WooCommerce relies on a 2 table schema — one fat, one skinny — as the primary method for constructing Order data.  A variety of other tables provide auxiliary information inflight.

It is difficult for a non-database professional to extract data from this sink.

Woo does not expect its customers to know how to write PhP code.  In Woo’s view, this is the job of specialists, sort of like old school IT departments —  ie, highly trained developers who are versed in the “technology stack” that is the hallmark of modern Web development.

Woo expects these specialists to use an interface called a “REST API” to extract or manipulate data that persists in the Woo/WP datastore.

Absent is the alluring promise of relational databases — with their declarative, somewhat verbose, set-based programming sublanguages, that in theory should allow a programmer to largely be unconcerned with how structured data is saved to disk or retrieved.

Thus, a non-technical Woo store owner cannot with ease directly query the Woo database in an ad hoc fashion; for example, to independently verify and/or audit the validity of Woo’s assertion as to what it holds to be relational facts.
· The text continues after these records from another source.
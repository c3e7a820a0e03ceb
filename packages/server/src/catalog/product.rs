//! Product aggregate: a product row with its items and images.

use std::collections::HashMap;

use chrono::Utc;
use sea_orm::*;
use tracing::instrument;

use super::guard::{self, AdminId};
use super::reconcile::{self, ProductImages, ProductItems};
use super::repo::{self, Page, PageWindow};
use super::tx::transact;
use super::CatalogError;
use crate::entity::{product, product_image, product_item};
use crate::models::product::{
    CreateProductRequest, UpdateProductImageInput, UpdateProductItemInput, UpdateProductRequest,
};
use crate::models::shared::non_empty;

/// A product with its live children, ordered by id.
#[derive(Clone, Debug)]
pub struct ProductAggregate {
    pub product: product::Model,
    pub items: Vec<product_item::Model>,
    pub images: Vec<product_image::Model>,
}

async fn live_items<C: ConnectionTrait>(
    db: &C,
    product_ids: Vec<i32>,
) -> Result<HashMap<i32, Vec<product_item::Model>>, DbErr> {
    let mut grouped: HashMap<i32, Vec<product_item::Model>> = HashMap::new();
    if product_ids.is_empty() {
        return Ok(grouped);
    }
    let rows = product_item::Entity::find()
        .filter(product_item::Column::ProductId.is_in(product_ids))
        .filter(product_item::Column::DeletedAt.is_null())
        .order_by_asc(product_item::Column::Id)
        .all(db)
        .await?;
    for row in rows {
        grouped.entry(row.product_id).or_default().push(row);
    }
    Ok(grouped)
}

async fn live_images<C: ConnectionTrait>(
    db: &C,
    product_ids: Vec<i32>,
) -> Result<HashMap<i32, Vec<product_image::Model>>, DbErr> {
    let mut grouped: HashMap<i32, Vec<product_image::Model>> = HashMap::new();
    if product_ids.is_empty() {
        return Ok(grouped);
    }
    let rows = product_image::Entity::find()
        .filter(product_image::Column::ProductId.is_in(product_ids))
        .filter(product_image::Column::DeletedAt.is_null())
        .order_by_asc(product_image::Column::Id)
        .all(db)
        .await?;
    for row in rows {
        grouped.entry(row.product_id).or_default().push(row);
    }
    Ok(grouped)
}

/// Attach live children to a batch of products, preserving product order.
async fn hydrate<C: ConnectionTrait>(
    db: &C,
    products: Vec<product::Model>,
) -> Result<Vec<ProductAggregate>, DbErr> {
    let ids: Vec<i32> = products.iter().map(|p| p.id).collect();
    let mut items = live_items(db, ids.clone()).await?;
    let mut images = live_images(db, ids).await?;
    Ok(products
        .into_iter()
        .map(|product| ProductAggregate {
            items: items.remove(&product.id).unwrap_or_default(),
            images: images.remove(&product.id).unwrap_or_default(),
            product,
        })
        .collect())
}

async fn hydrate_one<C: ConnectionTrait>(
    db: &C,
    product: product::Model,
) -> Result<ProductAggregate, DbErr> {
    let id = product.id;
    let mut items = live_items(db, vec![id]).await?;
    let mut images = live_images(db, vec![id]).await?;
    Ok(ProductAggregate {
        items: items.remove(&id).unwrap_or_default(),
        images: images.remove(&id).unwrap_or_default(),
        product,
    })
}

/// Create a product together with its items and images. Any failing child
/// write, such as a duplicate SKU, leaves nothing behind.
#[instrument(level = "debug", skip(db, req), fields(items = req.items.len(), images = req.images.len()))]
pub async fn create_product(
    db: &DatabaseConnection,
    admin: AdminId,
    store_id: i32,
    req: CreateProductRequest,
) -> Result<ProductAggregate, CatalogError> {
    guard::owned_store(db, admin, store_id).await?;
    guard::category_in_store(db, store_id, req.category_id).await?;

    let items: Vec<UpdateProductItemInput> = req.items.into_iter().map(Into::into).collect();
    let images: Vec<UpdateProductImageInput> = req.images.into_iter().map(Into::into).collect();
    let now = Utc::now();
    let new_product = product::ActiveModel {
        name: Set(req.name.trim().to_string()),
        description: Set(req.description),
        rating: Set(req.rating),
        is_featured: Set(req.is_featured),
        is_archived: Set(req.is_archived),
        has_variants: Set(req.has_variants),
        category_id: Set(req.category_id),
        store_id: Set(store_id),
        created_at: Set(now),
        updated_at: Set(now),
        deleted_at: Set(None),
        ..Default::default()
    };

    transact(db, move |txn| {
        Box::pin(async move {
            let product = new_product.insert(txn).await?;
            let items = reconcile::reconcile::<ProductItems>(txn, product.id, &items).await?;
            let images = reconcile::reconcile::<ProductImages>(txn, product.id, &images).await?;
            Ok(ProductAggregate {
                product,
                items,
                images,
            })
        })
    })
    .await
}

#[instrument(level = "debug", skip(db))]
pub async fn list_products(
    db: &DatabaseConnection,
    admin: AdminId,
    store_id: i32,
    window: PageWindow,
) -> Result<Page<ProductAggregate>, CatalogError> {
    guard::owned_store(db, admin, store_id).await?;
    let select = product::Entity::find()
        .filter(product::Column::StoreId.eq(store_id))
        .filter(product::Column::DeletedAt.is_null());
    let page = repo::paginate(db, select, product::Column::Id, window).await?;
    let aggregates = hydrate(db, page.rows).await?;
    Ok(Page {
        rows: aggregates,
        total: page.total,
        window: page.window,
    })
}

#[instrument(level = "debug", skip(db))]
pub async fn get_product(
    db: &DatabaseConnection,
    admin: AdminId,
    store_id: i32,
    product_id: i32,
) -> Result<ProductAggregate, CatalogError> {
    let product = guard::owned_product(db, admin, store_id, product_id).await?;
    Ok(hydrate_one(db, product).await?)
}

/// Merge scalar fields and reconcile items and images in one transaction.
///
/// Returns the full aggregate afterwards, including children the request
/// did not mention.
#[instrument(level = "debug", skip(db, req), fields(items = req.items.len(), images = req.images.len()))]
pub async fn update_product(
    db: &DatabaseConnection,
    admin: AdminId,
    store_id: i32,
    product_id: i32,
    req: UpdateProductRequest,
) -> Result<ProductAggregate, CatalogError> {
    guard::owned_product(db, admin, store_id, product_id).await?;
    if let Some(category_id) = req.category_id {
        guard::category_in_store(db, store_id, category_id).await?;
    }

    transact(db, move |txn| {
        Box::pin(async move {
            let existing = repo::lock_live::<product::Entity>(
                txn,
                product_id,
                product::Column::DeletedAt,
                "Product",
            )
            .await?;

            let mut active: product::ActiveModel = existing.into();
            if let Some(name) = non_empty(&req.name) {
                active.name = Set(name.to_string());
            }
            if let Some(description) = non_empty(&req.description) {
                active.description = Set(description.to_string());
            }
            if let Some(category_id) = req.category_id {
                active.category_id = Set(category_id);
            }
            active.rating = Set(req.rating);
            active.is_featured = Set(req.is_featured);
            active.is_archived = Set(req.is_archived);
            active.has_variants = Set(req.has_variants);
            active.updated_at = Set(Utc::now());
            let product = active.update(txn).await?;

            reconcile::reconcile::<ProductItems>(txn, product_id, &req.items).await?;
            reconcile::reconcile::<ProductImages>(txn, product_id, &req.images).await?;
            Ok(hydrate_one(txn, product).await?)
        })
    })
    .await
}

/// Soft-delete a product after its items and images, atomically.
#[instrument(level = "debug", skip(db))]
pub async fn delete_product(
    db: &DatabaseConnection,
    admin: AdminId,
    store_id: i32,
    product_id: i32,
) -> Result<(), CatalogError> {
    guard::owned_product(db, admin, store_id, product_id).await?;
    transact(db, move |txn| {
        Box::pin(async move {
            repo::lock_live::<product::Entity>(
                txn,
                product_id,
                product::Column::DeletedAt,
                "Product",
            )
            .await?;
            repo::soft_delete_where::<product_item::Entity, _>(
                txn,
                product_item::Column::DeletedAt,
                product_item::Column::UpdatedAt,
                Condition::all().add(product_item::Column::ProductId.eq(product_id)),
            )
            .await?;
            repo::soft_delete_where::<product_image::Entity, _>(
                txn,
                product_image::Column::DeletedAt,
                product_image::Column::UpdatedAt,
                Condition::all().add(product_image::Column::ProductId.eq(product_id)),
            )
            .await?;
            repo::soft_delete_where::<product::Entity, _>(
                txn,
                product::Column::DeletedAt,
                product::Column::UpdatedAt,
                Condition::all().add(product::Column::Id.eq(product_id)),
            )
            .await?;
            Ok(())
        })
    })
    .await
}

/// Soft-delete one item of a product. The only way an item leaves a product
/// short of deleting the product itself.
#[instrument(level = "debug", skip(db))]
pub async fn delete_product_item(
    db: &DatabaseConnection,
    admin: AdminId,
    store_id: i32,
    product_id: i32,
    item_id: i32,
) -> Result<(), CatalogError> {
    guard::owned_product(db, admin, store_id, product_id).await?;
    transact(db, move |txn| {
        Box::pin(async move {
            repo::lock_live::<product::Entity>(
                txn,
                product_id,
                product::Column::DeletedAt,
                "Product",
            )
            .await?;
            let removed = repo::soft_delete_where::<product_item::Entity, _>(
                txn,
                product_item::Column::DeletedAt,
                product_item::Column::UpdatedAt,
                Condition::all()
                    .add(product_item::Column::Id.eq(item_id))
                    .add(product_item::Column::ProductId.eq(product_id)),
            )
            .await?;
            if removed == 0 {
                return Err(CatalogError::NotFound("Product item"));
            }
            Ok(())
        })
    })
    .await
}

#[instrument(level = "debug", skip(db))]
pub async fn delete_product_image(
    db: &DatabaseConnection,
    admin: AdminId,
    store_id: i32,
    product_id: i32,
    image_id: i32,
) -> Result<(), CatalogError> {
    guard::owned_product(db, admin, store_id, product_id).await?;
    transact(db, move |txn| {
        Box::pin(async move {
            repo::lock_live::<product::Entity>(
                txn,
                product_id,
                product::Column::DeletedAt,
                "Product",
            )
            .await?;
            let removed = repo::soft_delete_where::<product_image::Entity, _>(
                txn,
                product_image::Column::DeletedAt,
                product_image::Column::UpdatedAt,
                Condition::all()
                    .add(product_image::Column::Id.eq(image_id))
                    .add(product_image::Column::ProductId.eq(product_id)),
            )
            .await?;
            if removed == 0 {
                return Err(CatalogError::NotFound("Product image"));
            }
            Ok(())
        })
    })
    .await
}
Specialized, rather arcane knowledge, is required.

In my previous post, we saw how to extract a subset of Order data, particularly if we are interested in performing a form of applied ELH analysis to a WooCommerce Order — in other words, how does a Woo order get born, live, then die?

A simple query with only 1 inner join was needed to populate (insert) an ISAM DSS table with Order transaction rows.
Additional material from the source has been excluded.